What Kind Of Team Do I Want Around Me? (Lesson 4)

You’ve worked hard on who you can trust and have potentially had some tough conversations, and perhaps even made a tough call or two. You now have the right people (the character side) in the right roles (the competence side).

Now your most important task is to build a high-performing team. The individual members have character and competence. Now the team needs chemistry.

Let me be clear here. A high-performing team is not a group of the highest performing individuals.

In the sporting world, one of the greatest individual contributors of all-time would have to be Michael Jordan. But it wasn’t until coach Phil Jackson took the reins of the Chicago Bulls that they started winning championships. Through the 1980s Jordan amassed MVP Awards and personal achievements, yet a championship eluded him.

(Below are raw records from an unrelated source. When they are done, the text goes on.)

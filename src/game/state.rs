//! Game State Definitions
//!
//! The single authoritative progress record shared by both players.
//! Only the session coordinator mutates it, always through `transition`.

use serde::{Deserialize, Serialize};

use crate::game::catalog::Catalog;
use crate::{DEFAULT_LIVES, DEFAULT_TIME_BUDGET_SECS};

// =============================================================================
// RULES
// =============================================================================

/// Starting values for a game. Scoring constants live in the crate root.
#[derive(Clone, Copy, Debug, PartialEq, Eq)]
pub struct GameRules {
    /// Seconds on the clock at the start of a game.
    pub time_budget_secs: u32,
    /// Wrong answers allowed before the game is lost.
    pub initial_lives: u32,
}

impl Default for GameRules {
    fn default() -> Self {
        Self {
            time_budget_secs: DEFAULT_TIME_BUDGET_SECS,
            initial_lives: DEFAULT_LIVES,
        }
    }
}

// =============================================================================
// OUTCOME
// =============================================================================

/// How a finished game ended.
#[derive(Clone, Copy, Debug, PartialEq, Eq, Serialize, Deserialize)]
#[serde(rename_all = "kebab-case")]
pub enum Outcome {
    /// Every node was breached.
    Victory,
    /// Ran out of lives.
    DefeatLives,
    /// Clock reached zero.
    DefeatTimeout,
}

impl Outcome {
    /// Status text reported for this outcome.
    pub fn as_str(self) -> &'static str {
        match self {
            Outcome::Victory => "victory",
            Outcome::DefeatLives => "defeat-lives",
            Outcome::DefeatTimeout => "defeat-timeout",
        }
    }
}

impl std::fmt::Display for Outcome {
    fn fmt(&self, f: &mut std::fmt::Formatter<'_>) -> std::fmt::Result {
        f.write_str(self.as_str())
    }
}

// =============================================================================
// GAME STATE
// =============================================================================

/// Mutable game progress.
#[derive(Clone, Debug, PartialEq, Eq, Serialize, Deserialize)]
pub struct GameState {
    /// Index into the catalog. Equal to the catalog length once cleared.
    pub current_node: usize,

    /// Puzzles solved in the current node since entering it.
    pub node_progress: u32,

    /// Accumulated score, never negative.
    pub score: u32,

    /// Remaining lives.
    pub lives: u32,

    /// Seconds left on the clock.
    pub time_remaining: u32,

    /// Set once the game is over.
    pub outcome: Option<Outcome>,
}

impl GameState {
    /// Fresh state for the given rules.
    pub fn new(rules: &GameRules) -> Self {
        Self {
            current_node: 0,
            node_progress: 0,
            score: 0,
            lives: rules.initial_lives,
            time_remaining: rules.time_budget_secs,
            outcome: None,
        }
    }

    /// Reset in place to the starting values.
    pub fn reset(&mut self, rules: &GameRules) {
        *self = Self::new(rules);
    }

    /// Whether the game has ended.
    #[inline]
    pub fn is_over(&self) -> bool {
        self.outcome.is_some()
    }

    /// Terminal status text, empty while the game is running.
    pub fn status_text(&self) -> &'static str {
        self.outcome.map(Outcome::as_str).unwrap_or("")
    }

    /// Check the range invariants and that the outcome agrees with the
    /// counters that produced it.
    pub fn invariants_hold(&self, catalog: &Catalog) -> bool {
        if self.current_node > catalog.len() {
            return false;
        }

        if let Some(node) = catalog.node(self.current_node) {
            if self.node_progress > node.required_successes {
                return false;
            }
        }

        match self.outcome {
            Some(Outcome::Victory) => self.current_node == catalog.len(),
            Some(Outcome::DefeatLives) => self.lives == 0,
            Some(Outcome::DefeatTimeout) => self.time_remaining == 0,
            None => self.current_node < catalog.len() && self.lives > 0,
        }
    }
}

impl Default for GameState {
    fn default() -> Self {
        Self::new(&GameRules::default())
    }
}

#[cfg(test)]
mod tests {
    use super::*;

    #[test]
    fn test_new_state() {
        let rules = GameRules { time_budget_secs: 45, initial_lives: 5 };
        let state = GameState::new(&rules);
        assert_eq!(state.time_remaining, 45);
        assert_eq!(state.lives, 5);
        assert_eq!(state.score, 0);
        assert!(!state.is_over());
        assert_eq!(state.status_text(), "");
    }

    #[test]
    fn test_reset_restores_starting_values() {
        let rules = GameRules::default();
        let mut state = GameState::new(&rules);
        state.current_node = 2;
        state.score = 700;
        state.lives = 1;
        state.outcome = Some(Outcome::DefeatLives);

        state.reset(&rules);
        assert_eq!(state, GameState::new(&rules));
    }

    #[test]
    fn test_status_text() {
        let mut state = GameState::default();
        state.outcome = Some(Outcome::DefeatTimeout);
        assert_eq!(state.status_text(), "defeat-timeout");
        assert_eq!(Outcome::Victory.to_string(), "victory");
    }

    #[test]
    fn test_invariants_detect_inconsistent_outcome() {
        let catalog = Catalog::builtin();
        let mut state = GameState::default();
        assert!(state.invariants_hold(&catalog));

        state.outcome = Some(Outcome::Victory);
        assert!(!state.invariants_hold(&catalog));

        state.current_node = catalog.len();
        assert!(state.invariants_hold(&catalog));
    }
}
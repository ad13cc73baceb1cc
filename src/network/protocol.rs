//! Protocol Messages
//!
//! Wire format for client-server communication over WebSocket.
//! Every frame is a JSON object tagged by its `type` field.

use std::str::FromStr;

use serde::{Deserialize, Serialize};
use thiserror::Error;

use crate::game::view::ObserverView;

// =============================================================================
// ROLES
// =============================================================================

/// The two seats in a session.
#[derive(Debug, Clone, Copy, PartialEq, Eq, PartialOrd, Ord, Hash, Serialize, Deserialize)]
#[serde(rename_all = "snake_case")]
pub enum Role {
    /// Solver: submits answers.
    Hacker,
    /// Observer: sees hints and the full map.
    Spy,
}

impl Role {
    /// Both roles, in a fixed order.
    pub const ALL: [Role; 2] = [Role::Hacker, Role::Spy];

    /// Name used in URLs and notices.
    pub fn as_str(self) -> &'static str {
        match self {
            Role::Hacker => "hacker",
            Role::Spy => "spy",
        }
    }

    /// The other role.
    pub fn partner(self) -> Role {
        match self {
            Role::Hacker => Role::Spy,
            Role::Spy => Role::Hacker,
        }
    }

    /// Parse the role from a request path of the form `/ws/{role}`.
    pub fn from_path(path: &str) -> Option<Role> {
        path.strip_prefix("/ws/")?
            .trim_end_matches('/')
            .parse()
            .ok()
    }
}

impl std::fmt::Display for Role {
    fn fmt(&self, f: &mut std::fmt::Formatter<'_>) -> std::fmt::Result {
        f.write_str(self.as_str())
    }
}

/// Unknown role name.
#[derive(Debug, Clone, Error)]
#[error("unknown role: {0}")]
pub struct UnknownRole(pub String);

impl FromStr for Role {
    type Err = UnknownRole;

    fn from_str(s: &str) -> Result<Self, Self::Err> {
        match s {
            "hacker" => Ok(Role::Hacker),
            "spy" => Ok(Role::Spy),
            other => Err(UnknownRole(other.to_string())),
        }
    }
}

// =============================================================================
// CLIENT -> SERVER MESSAGES
// =============================================================================

/// Messages sent from a client to the server.
#[derive(Debug, Clone, PartialEq, Eq, Serialize, Deserialize)]
#[serde(tag = "type", rename_all = "snake_case")]
pub enum ClientMessage {
    /// Start a new game. Accepted from either role.
    Restart,

    /// Answer typed by the hacker. Ignored from the spy.
    Command {
        /// Raw answer text. Missing means empty.
        #[serde(default)]
        message: String,
    },
}

// =============================================================================
// SERVER -> CLIENT MESSAGES
// =============================================================================

/// Notice broadcast when a game is restarted. The hacker terminal clears
/// its screen when it sees `REINICIANDO SISTEMA`.
pub const RESTART_NOTICE: &str = "REINICIANDO SISTEMA... new operation started.";

/// Messages sent from the server to clients.
#[derive(Debug, Clone, PartialEq, Eq, Serialize, Deserialize)]
#[serde(tag = "type", rename_all = "snake_case")]
pub enum ServerMessage {
    /// Neutral notice.
    Info { message: String },

    /// Good news (puzzle solved, node breached, victory).
    Success { message: String },

    /// Bad news (wrong answer, defeat, rejected connection).
    Error { message: String },

    /// Current puzzle. Hacker only.
    Puzzle { message: String },

    /// Full progress view. Spy only.
    State(ObserverView),

    /// Clock update.
    Timer { time: u32 },
}

impl ServerMessage {
    /// Info notice.
    pub fn info(message: impl Into<String>) -> Self {
        Self::Info { message: message.into() }
    }

    /// Success notice.
    pub fn success(message: impl Into<String>) -> Self {
        Self::Success { message: message.into() }
    }

    /// Error notice.
    pub fn error(message: impl Into<String>) -> Self {
        Self::Error { message: message.into() }
    }

    /// Puzzle push.
    pub fn puzzle(message: impl Into<String>) -> Self {
        Self::Puzzle { message: message.into() }
    }
}

// =============================================================================
// SERIALIZATION HELPERS
// =============================================================================

impl ClientMessage {
    /// Serialize to JSON string.
    pub fn to_json(&self) -> Result<String, serde_json::Error> {
        serde_json::to_string(self)
    }

    /// Deserialize from JSON string.
    pub fn from_json(s: &str) -> Result<Self, serde_json::Error> {
        serde_json::from_str(s)
    }
}

impl ServerMessage {
    /// Serialize to JSON string.
    pub fn to_json(&self) -> Result<String, serde_json::Error> {
        serde_json::to_string(self)
    }

    /// Deserialize from JSON string.
    pub fn from_json(s: &str) -> Result<Self, serde_json::Error> {
        serde_json::from_str(s)
    }
}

Jordan was known for not spending much time with his team, opting instead to hang out with his personal entourage. He was also known for not having faith in his teammates, which was part of the reason he played like a lone superstar. His teammates felt like they were the side-show to the Michael Jordan show.

Phil Jackson knew that something had to change, and so led Jordan down a path of “surrendering the me to the we.” To Jordan’s credit, he embraced the journey and started using his superior skill and determination to invest in his teammates, especially the younger players. He made a commitment to the team’s success, not just his own.

This inner transformation of Jordan unlocked one of the NBA’s great success stories: winning their first world championship in 1991 and going on to win another five before the decade was out.

One of Jordan’s better-known quotes is, “If you think and achieve as a team, the individual accolades will take care of themselves. Talent wins games, but teamwork and intelligence win championships.”

No matter how good your individual team members are, they’ll never truly win unless they become a high-performing team.

Alliances…

You need to understand the existing alliances at the senior level as part of working out who you can trust. Now, to build a high-performing team, these personal alliances MUST be dismantled, and then rebuilt. The only alliances that can survive are to the good of the whole organisation, and the success of the whole team. This is the beginning of the process of building team cohesion. Now we’re focusing on the chemistry.

By chemistry, I mean the way the individual elements combine and interact to create a result.

If you have been promoted to CEO from within the organisation, some of your challenge may well be the need to dismantle some of your own long-held alliances. If you don’t, you are furnishing your own “doghouse” by sowing seeds of politics (the bad kind) and favouritism, which only undermines the very trust that you need in order to succeed, and puts some potential explosives in your team chemistry. A shift in role requires a shift in relationships.